ABOUT THIS EXERCISE:
Where "into" occurs in a line of the entries below, copy that line.

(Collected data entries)
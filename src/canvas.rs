use std::io;
use std::io::{ BufWriter, Write };
use std::fs::File;
use std::path::Path;

use crate::color::Color;

/// A canvas for drawing pixels.
///
/// This structure stores the results of the ray tracer. Once the user
/// specifies the desired image width and height, the `Camera` traces the
/// `World` and writes one color per pixel here.
///
/// Two coordinate systems are supported. *Screen* coordinates start at the
/// top-left corner with `y` growing downwards. *Centered* coordinates put
/// the origin in the middle of the canvas with `y` growing upwards, which is
/// the convention the camera projects from. Screen column `W/2 + x` and row
/// `H/2 - y - 1` hold centered pixel `(x, y)`.
///
/// Once rendering finishes, the `Canvas` can be saved as a PPM image or
/// handed off as raw RGBA bytes.
#[derive(Clone, Default, Debug, PartialEq)]
pub struct Canvas {
    /// The width of the canvas, in pixels.
    pub width: usize,

    /// The height of the canvas, in pixels.
    pub height: usize,

    /// The pixels of the canvas, stored as a flattened vector.
    pixels: Vec<Color>,
}

impl Canvas {
    /// Creates a new black canvas with specified width and height.
    ///
    /// Panics if `width * height` pixels cannot be allocated; scenes check
    /// their size up front with `Scene::check_canvas`.
    pub fn new(width: usize, height: usize) -> Canvas {
        Canvas {
            width,
            height,
            pixels: vec![Color::black(); width * height]
        }
    }

    /// Converts centered coordinates to screen coordinates.
    ///
    /// Returns `None` when the pixel falls outside of the canvas.
    pub fn to_screen(&self, x: i64, y: i64) -> Option<(usize, usize)> {
        let sx = (self.width / 2) as i64 + x;
        let sy = (self.height / 2) as i64 - y - 1;

        if sx < 0 || sy < 0 || sx >= self.width as i64 || sy >= self.height as i64 {
            return None;
        }

        Some((sx as usize, sy as usize))
    }

    /// Converts screen coordinates to centered coordinates.
    pub fn to_centered(&self, sx: usize, sy: usize) -> (i64, i64) {
        let x = sx as i64 - (self.width / 2) as i64;
        let y = (self.height / 2) as i64 - sy as i64 - 1;

        (x, y)
    }

    /// Writes a color to a location on the `Canvas`, in screen coordinates.
    ///
    /// Out-of-bounds pixels are ignored. The color is clamped into the
    /// displayable range before it is stored.
    ///
    /// # Examples
    ///
    /// Writing a pixel to the fifth column, third row on an 8-by-8 canvas:
    ///
    /// ```
    /// # use sphere_tracer::color::Color;
    /// # use sphere_tracer::canvas::Canvas;
    /// let purple = Color::rgb(255.0, 0.0, 255.0);
    /// let mut canvas = Canvas::new(8, 8);
    /// canvas.write_pixel(4, 2, &purple);
    /// assert_eq!(canvas.read_pixel(4, 2).unwrap(), purple);
    /// ```
    pub fn write_pixel(&mut self, x: usize, y: usize, pixel: &Color) {
        // Silently ignore out-of-bounds pixels
        if x >= self.width || y >= self.height {
            return;
        }

        self.pixels[(y * self.width) + x] = pixel.clamp();
    }

    /// Writes a color to a location on the `Canvas`, in centered coordinates.
    ///
    /// Out-of-bounds pixels are ignored.
    pub fn put_pixel(&mut self, x: i64, y: i64, pixel: &Color) {
        if let Some((sx, sy)) = self.to_screen(x, y) {
            self.write_pixel(sx, sy, pixel);
        }
    }

    /// Reads a color from a location on the `Canvas`, in screen coordinates.
    ///
    /// If the specified pixel location is out-of-bounds, `None` is returned.
    pub fn read_pixel(&self, x: usize, y: usize) -> Option<Color> {
        // Return nothing if pixel is out-of-bounds
        if x >= self.width || y >= self.height {
            return None
        }

        Some(self.pixels[(y * self.width) + x])
    }

    /// Reads a color from a location on the `Canvas`, in centered coordinates.
    pub fn get_pixel(&self, x: i64, y: i64) -> Option<Color> {
        let (sx, sy) = self.to_screen(x, y)?;
        self.read_pixel(sx, sy)
    }

    /// Flattens the canvas into RGBA bytes, row by row from the top.
    ///
    /// Alpha is always fully opaque. This is the layout 2D image buffers on
    /// most display surfaces expect.
    pub fn to_rgba8(&self) -> Vec<u8> {
        let mut buf = Vec::with_capacity(self.pixels.len() * 4);
        for pixel in self.pixels.iter() {
            let [r, g, b] = pixel.to_rgb8();
            buf.extend_from_slice(&[r, g, b, 255]);
        }

        buf
    }

    /// Writes the canvas as a plain (P3) PPM image.
    ///
    /// Lines in the PPM output are clamped to 70 columns. If some color
    /// exceeds the 70 column mark on a line, it is moved to the next line over.
    pub fn write_ppm<W: Write>(&self, out: &mut W) -> io::Result<()> {
        // Write PPM header, as well as metadata
        writeln!(out, "P3")?;
        writeln!(out, "{} {}", self.width, self.height)?;
        writeln!(out, "255")?; // Maximum color value

        // Write pixels, making sure that no line exceeds 70 columns
        let mut col = 0;
        for pixel in self.pixels.iter() {
            for channel in pixel.to_rgb8().iter() {
                let s = channel.to_string();

                if col == 0 {
                    write!(out, "{}", s)?;
                    col = s.len();
                } else if col + 1 + s.len() > 70 {
                    write!(out, "\n{}", s)?;
                    col = s.len();
                } else {
                    write!(out, " {}", s)?;
                    col += 1 + s.len();
                }
            }
        }

        // Terminate the PPM file with a newline
        writeln!(out)?;

        Ok(())
    }

    /// Saves a canvas to a PPM file.
    pub fn save(&self, path: &Path) -> io::Result<()> {
        let mut out = BufWriter::new(File::create(path)?);
        self.write_ppm(&mut out)?;
        out.flush()
    }
}

#[test]
fn new_canvas_is_black() {
    let c = Canvas::new(10, 20);

    assert_eq!(c.read_pixel(9, 19), Some(Color::black()));
    assert_eq!(c.read_pixel(10, 0), None);
    assert_eq!(c.read_pixel(0, 20), None);
}

#[test]
fn write_pixel_takes_column_then_row() {
    let mut c = Canvas::new(8, 8);
    c.write_pixel(4, 2, &Color::white());

    let bytes = c.to_rgba8();
    let at = (2 * 8 + 4) * 4;
    assert_eq!(&bytes[at..at + 4], &[255, 255, 255, 255]);
    assert_eq!(bytes.iter().filter(|&&b| b == 255).count(), 8 * 8 + 3);
}

#[test]
fn writes_are_clamped() {
    let mut c = Canvas::new(2, 2);
    c.write_pixel(1, 1, &Color::rgb(400.0, -3.0, 20.0));

    assert_eq!(c.read_pixel(1, 1), Some(Color::rgb(255.0, 0.0, 20.0)));
}

#[test]
fn out_of_bounds_writes_are_ignored() {
    let mut c = Canvas::new(2, 2);
    c.write_pixel(2, 0, &Color::white());
    c.put_pixel(1, 0, &Color::white());
    c.put_pixel(0, -2, &Color::white());

    assert_eq!(c, Canvas::new(2, 2));
}

#[test]
fn centered_coordinates() {
    let c = Canvas::new(4, 4);

    assert_eq!(c.to_screen(0, 0), Some((2, 1)));
    assert_eq!(c.to_screen(-2, 1), Some((0, 0)));
    assert_eq!(c.to_screen(1, -2), Some((3, 3)));
    assert_eq!(c.to_screen(2, 0), None);
    assert_eq!(c.to_screen(0, 2), None);

    for sy in 0..4 {
        for sx in 0..4 {
            let (x, y) = c.to_centered(sx, sy);
            assert_eq!(c.to_screen(x, y), Some((sx, sy)));
        }
    }
}

#[test]
fn put_and_get_centered() {
    let mut c = Canvas::new(5, 3);
    c.put_pixel(-2, 0, &Color::red());

    // With an odd height the top row is y = 0 and the bottom row y = -2.
    assert_eq!(c.read_pixel(0, 0), Some(Color::red()));
    assert_eq!(c.get_pixel(-2, 0), Some(Color::red()));
    assert_eq!(c.get_pixel(2, -2), Some(Color::black()));
    assert_eq!(c.get_pixel(0, 1), None);
}

#[test]
fn rgba_bytes() {
    let mut c = Canvas::new(2, 1);
    c.write_pixel(1, 0, &Color::rgb(10.0, 20.0, 30.0));

    assert_eq!(c.to_rgba8(), vec![0, 0, 0, 255, 10, 20, 30, 255]);
}

#[test]
fn ppm_header_and_pixels() {
    let mut c = Canvas::new(2, 2);
    c.write_pixel(0, 0, &Color::red());
    c.write_pixel(1, 1, &Color::rgb(0.0, 127.6, 300.0));

    let mut out = Vec::new();
    c.write_ppm(&mut out).unwrap();

    let text = String::from_utf8(out).unwrap();
    assert_eq!(text, "P3\n2 2\n255\n255 0 0 0 0 0 0 0 0 0 128 255\n");
}

#[test]
fn ppm_lines_stay_short() {
    let mut c = Canvas::new(10, 2);
    for y in 0..2 {
        for x in 0..10 {
            c.write_pixel(x, y, &Color::rgb(255.0, 204.0, 153.0));
        }
    }

    let mut out = Vec::new();
    c.write_ppm(&mut out).unwrap();
    let text = String::from_utf8(out).unwrap();

    assert!(text.lines().all(|l| l.len() <= 70));
    assert!(text.ends_with('\n'));

    let values: Vec<&str> = text.lines().skip(3)
        .flat_map(|l| l.split_whitespace())
        .collect();
    assert_eq!(values.len(), 60);
}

SOLUTION TO THIS TASK:
    /// Out-of-bounds pixels are ignored. The color is clamped into the
    /// Flattens the canvas into RGBA bytes, row by row from the top.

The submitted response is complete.